Anyone suspected of driving under the influence in California maintains certain rights, which, if an arrest is made, they will be advised of. Those rights include the right to remain silent and the right to legal counsel.
Right Not to Self Incriminate
The reason a person has the right to remain silent and the right to legal counsel is to help preserve that person’s right not to incriminate him or herself. A person who submits to police questioning and who attempts to speak with police without legal counsel is considerably more likely to make a self incriminating statement than the one who says nothing and lets his or her attorney handle police contact.
However, when a person is arrested and suspected of DUI in California, that person is not guaranteed the right to have legal counsel present during the administration of a chemical test.
Three Types of Chemical Tests
The amount of drugs or alcohol in a person’s system can be determined through chemical testing. The three tests generally available to suspects of DUI are blood, breath, and urine. These tests are typically administered in a police or medical facility, never by the side of the road. Implied consent laws state that failure to submit to chemical testing can result in the loss of driving privileges and certain other charges. During the administration of these tests, a person is not guaranteed the right to have legal counsel present, but that does not mean that all of his or her other rights should be abandoned.
Chemical Tests v. Field Sobriety Tests
Chemical tests are far different from field sobriety tests. Chemical tests use complex medical instruments and controlled procedures to determine an accurate reading of the amount of drugs or alcohol in a person’s body. A field sobriety test, on the other hand, is used to help police gain probable cause, which is a reasonable inference that a DUI has been committed, and further evidence that can be used against the suspect in trial. Field sobriety tests like the walk and turn, finger to nose, and portable breathalyzer tests are not conclusive tests for determining the precise amount of alcohol in a person’s system and can be refused by individuals who are asked to take them. Field sobriety tests are completed before an arrest is made, to determine if an arrest and further investigation is warranted, while chemical tests are completed after an arrest is made and after the person has been notified of the charges he or she is facing.
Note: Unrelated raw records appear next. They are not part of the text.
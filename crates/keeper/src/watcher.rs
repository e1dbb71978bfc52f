//! Block watcher: turns periodic height polls into a strictly increasing
//! stream of newly observed heights.

use rebalancer_domain::Height;
use rebalancer_ledger::LedgerClient;
use std::sync::Arc;
use std::time::Duration;
use tokio::sync::mpsc;
use tracing::{debug, info, warn};

/// Configuration for the block watcher.
#[derive(Debug, Clone, Copy)]
pub struct WatcherConfig {
    /// Height poll interval.
    pub poll_interval: Duration,
    /// Backoff after a failed poll; doubles up to `max_backoff`.
    pub initial_backoff: Duration,
    /// Backoff ceiling.
    pub max_backoff: Duration,
    /// Channel capacity for emitted heights.
    pub channel_capacity: usize,
}

impl Default for WatcherConfig {
    fn default() -> Self {
        Self {
            poll_interval: Duration::from_millis(400),
            initial_backoff: Duration::from_secs(1),
            max_backoff: Duration::from_secs(30),
            channel_capacity: 64,
        }
    }
}

/// Polls the ledger height and emits each new running maximum.
///
/// Multiple blocks produced within one poll interval collapse into a single
/// emission of the latest height. Poll failures back off and retry; the
/// watcher never terminates on connectivity loss, only when the consumer
/// drops the receiver.
pub struct BlockWatcher {
    client: Arc<dyn LedgerClient>,
    config: WatcherConfig,
    last_emitted: Option<Height>,
}

impl BlockWatcher {
    pub fn new(client: Arc<dyn LedgerClient>, config: WatcherConfig) -> Self {
        Self {
            client,
            config,
            last_emitted: None,
        }
    }

    /// Observation kernel: returns the height to emit for one polled value,
    /// or `None` when it does not advance the running maximum.
    pub fn observe(&mut self, polled: Height) -> Option<Height> {
        match self.last_emitted {
            Some(last) if polled <= last => None,
            _ => {
                self.last_emitted = Some(polled);
                Some(polled)
            }
        }
    }

    /// Spawns the polling task and returns the height stream.
    pub fn spawn(self) -> mpsc::Receiver<Height> {
        let (tx, rx) = mpsc::channel(self.config.channel_capacity);
        tokio::spawn(self.run(tx));
        rx
    }

    /// Polling loop. Runs until the receiver is dropped.
    pub async fn run(mut self, tx: mpsc::Sender<Height>) {
        info!(
            poll_interval_ms = self.config.poll_interval.as_millis() as u64,
            "Starting block watcher"
        );

        let mut backoff = self.config.initial_backoff;
        loop {
            match self.client.current_height().await {
                Ok(polled) => {
                    backoff = self.config.initial_backoff;
                    if let Some(height) = self.observe(polled) {
                        debug!(height = height, "New height observed");
                        if tx.send(height).await.is_err() {
                            break;
                        }
                    }
                    tokio::time::sleep(self.config.poll_interval).await;
                }
                Err(err) => {
                    warn!(
                        error = %err,
                        backoff_ms = backoff.as_millis() as u64,
                        "Height poll failed, backing off"
                    );
                    tokio::time::sleep(backoff).await;
                    backoff = (backoff * 2).min(self.config.max_backoff);
                }
            }
        }

        info!("Block watcher stopped");
    }
}
//! Keeper control loop for the rebalancer vault.
//!
//! This crate provides the always-on process that watches the chain and
//! drives a liquidity-rebalancing vault through its lifecycle:
//! - Block watcher producing strictly increasing heights
//! - Epoch summarization driver (resumable multi-call state machine)
//! - Range evaluation and rebalance planning
//! - Operation executor that never lets a single rejection crash the loop

/// Prelude module for convenient imports.
pub mod prelude;

/// Keeper configuration and startup validation.
pub mod config;
/// Operation executor.
pub mod executor;
/// Rebalance planner.
pub mod planner;
/// Bounded retry for transient read failures.
pub mod retry;
/// The per-block keeper loop.
pub mod runner;
/// Epoch summarization driver.
pub mod summarize;
/// Block watcher.
pub mod watcher;

#[cfg(test)]
pub(crate) mod test_support;
use serde::{Deserialize, Serialize};

/// The vault's currently open price range, in pool ticks.
///
/// Owned by the vault contract; the keeper only ever reads it and requests a
/// new one via a rebalance operation.
#[derive(Debug, Clone, Copy, PartialEq, Eq, Serialize, Deserialize)]
pub struct TickRange {
    pub tick_lower: i32,
    pub tick_upper: i32,
}

impl TickRange {
    pub fn new(tick_lower: i32, tick_upper: i32) -> Self {
        Self {
            tick_lower,
            tick_upper,
        }
    }

    /// True when `tick` lies inside the range. Both bounds are inclusive:
    /// a position exactly on a bound still earns fees.
    pub fn contains(&self, tick: i32) -> bool {
        tick >= self.tick_lower && tick <= self.tick_upper
    }

    /// Range width in ticks.
    pub fn width(&self) -> i64 {
        i64::from(self.tick_upper) - i64::from(self.tick_lower)
    }
}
Field sobriety tests can always be refused, chemical tests, because of implied consent laws, cannot be refused.
In extreme cases, usually following an accident where somebody has been killed, a blood sample can be taken by force if the suspect refuses to provide one voluntarily.
Never the End of a Case
Just because a person is forced into a chemical test, it does not mean that the person’s entire legal defense has evaporated. Even if a chemical test is completed, the suspect should still remain silent and should still wait until legal counsel is secured before dealing with investigators.
In the face of an unfavorable result, a skilled DUI defense attorney may still be able to negotiate a relatively favorable legal outcome for the suspect.